======== Provided records ========
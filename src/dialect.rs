//! Per-backend SQL syntax rules.
//!
//! A [`Dialect`] is a set of pure functions: identifier quoting, pagination
//! clauses, the current-timestamp expression, parameter naming, and literal
//! formatting. The rest of the crate never hardcodes backend syntax.

use crate::types::{DatabaseType, SqlValue};

/// Syntax rules distinguishing one backend from another.
pub trait Dialect: Send + Sync + std::fmt::Debug {
    fn database_type(&self) -> DatabaseType;

    /// The character opening a quoted identifier.
    fn quote_open(&self) -> char;

    /// The character closing a quoted identifier.
    fn quote_close(&self) -> char;

    /// Quote an identifier.
    ///
    /// Idempotent: an already-quoted name is re-quoted to the same text, and
    /// non-identifier tokens (numeric literals, `*`, expressions containing
    /// operators, parentheses, spaces or quote characters) pass through
    /// unchanged. Pre-existing `[...]` bracket quoting is stripped before the
    /// dialect-native quoting is applied.
    fn quote_identifier(&self, name: &str) -> String {
        requote(name, self.quote_open(), self.quote_close())
    }

    /// Pagination clause for the given skip/take counts, without leading
    /// space. `None` when neither count is set.
    fn pagination_clause(&self, skip: Option<u64>, take: Option<u64>) -> Option<String>;

    /// The current-timestamp expression.
    fn now_expression(&self) -> &'static str;

    /// Name of the n-th auto-generated parameter, as it appears in SQL text.
    fn parameter_name(&self, ordinal: usize) -> String {
        format!("@p{ordinal}")
    }

    /// Prefix applied to bare parameter names when they are bound.
    fn parameter_prefix(&self) -> char {
        '@'
    }

    /// Render a value as an inline SQL literal.
    fn format_literal(&self, value: &SqlValue) -> String {
        match value {
            SqlValue::Null => "NULL".to_string(),
            SqlValue::Int(i) => i.to_string(),
            SqlValue::Float(f) => f.to_string(),
            SqlValue::Bool(b) => if *b { "1" } else { "0" }.to_string(),
            SqlValue::Text(s) => format!("'{}'", s.replace('\'', "''")),
            SqlValue::Char(c) => format!("'{}'", c.to_string().replace('\'', "''")),
            SqlValue::Timestamp(dt) => format!("'{}'", dt.format("%Y-%m-%d %H:%M:%S")),
            SqlValue::Json(j) => format!("'{}'", j.to_string().replace('\'', "''")),
            SqlValue::Blob(b) => {
                let hex: String = b.iter().map(|byte| format!("{byte:02x}")).collect();
                format!("x'{hex}'")
            }
        }
    }

    /// Statement opening a transaction.
    fn begin_transaction_statement(&self) -> &'static str;

    /// Statement retrieving the last inserted row id, when the backend needs
    /// one appended after an insert. `None` means the driver exposes the id
    /// natively and no extra statement is issued.
    fn last_insert_id_statement(&self) -> Option<&'static str>;
}

/// `MySQL` syntax: backtick quoting, `LIMIT skip,take`, `now()`.
#[derive(Debug, Default, Clone, Copy)]
pub struct MySqlDialect;

impl Dialect for MySqlDialect {
    fn database_type(&self) -> DatabaseType {
        DatabaseType::MySql
    }

    fn quote_open(&self) -> char {
        '`'
    }

    fn quote_close(&self) -> char {
        '`'
    }

    fn pagination_clause(&self, skip: Option<u64>, take: Option<u64>) -> Option<String> {
        match (skip, take) {
            (Some(s), Some(t)) => Some(format!("limit {s},{t}")),
            (None, Some(t)) => Some(format!("limit {t}")),
            // LIMIT requires a row count; a bare skip uses the largest one.
            (Some(s), None) => Some(format!("limit {s},{}", u64::MAX)),
            (None, None) => None,
        }
    }

    fn now_expression(&self) -> &'static str {
        "now()"
    }

    fn begin_transaction_statement(&self) -> &'static str {
        "START TRANSACTION"
    }

    fn last_insert_id_statement(&self) -> Option<&'static str> {
        // mysql exposes last_insert_id() on the connection itself.
        None
    }
}

/// `SQLite` syntax: double-quote quoting, `LIMIT take OFFSET skip`,
/// `datetime('now')`.
#[derive(Debug, Default, Clone, Copy)]
pub struct SqliteDialect;

impl Dialect for SqliteDialect {
    fn database_type(&self) -> DatabaseType {
        DatabaseType::Sqlite
    }

    fn quote_open(&self) -> char {
        '"'
    }

    fn quote_close(&self) -> char {
        '"'
    }

    fn pagination_clause(&self, skip: Option<u64>, take: Option<u64>) -> Option<String> {
        match (skip, take) {
            (Some(s), Some(t)) => Some(format!("limit {t} offset {s}")),
            (None, Some(t)) => Some(format!("limit {t}")),
            (Some(s), None) => Some(format!("limit -1 offset {s}")),
            (None, None) => None,
        }
    }

    fn now_expression(&self) -> &'static str {
        "datetime('now')"
    }

    fn begin_transaction_statement(&self) -> &'static str {
        "BEGIN"
    }

    fn last_insert_id_statement(&self) -> Option<&'static str> {
        Some("select last_insert_rowid()")
    }
}

/// Strip any existing quoting, then reapply native quoting when the token is
/// a plain identifier. Everything else passes through untouched.
fn requote(name: &str, open: char, close: char) -> String {
    let trimmed = name.trim();
    if trimmed.is_empty() {
        return String::new();
    }

    let inner = strip_quoting(trimmed, open, close);

    if is_plain_identifier(inner) {
        format!("{open}{inner}{close}")
    } else {
        trimmed.to_string()
    }
}

fn strip_quoting(token: &str, open: char, close: char) -> &str {
    let bytes = token.as_bytes();
    if bytes.len() >= 2 {
        let first = bytes[0] as char;
        let last = bytes[bytes.len() - 1] as char;
        if (first == '[' && last == ']') || (first == open && last == close) {
            return &token[1..token.len() - 1];
        }
    }
    token
}

/// Plain identifiers are alphanumeric/underscore/dollar runs that are not
/// pure numeric literals.
fn is_plain_identifier(token: &str) -> bool {
    !token.is_empty()
        && token
            .chars()
            .all(|c| c.is_ascii_alphanumeric() || c == '_' || c == '$')
        && !token.chars().all(|c| c.is_ascii_digit())
}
========
Task to complete ▸ Write out every line of the data that holds the word "replace".

Your response ▸
            SqlValue::Text(s) => format!("'{}'", s.replace('\'', "''")),
            SqlValue::Char(c) => format!("'{}'", c.to_string().replace('\'', "''")),
            SqlValue::Json(j) => format!("'{}'", j.to_string().replace('\'', "''")),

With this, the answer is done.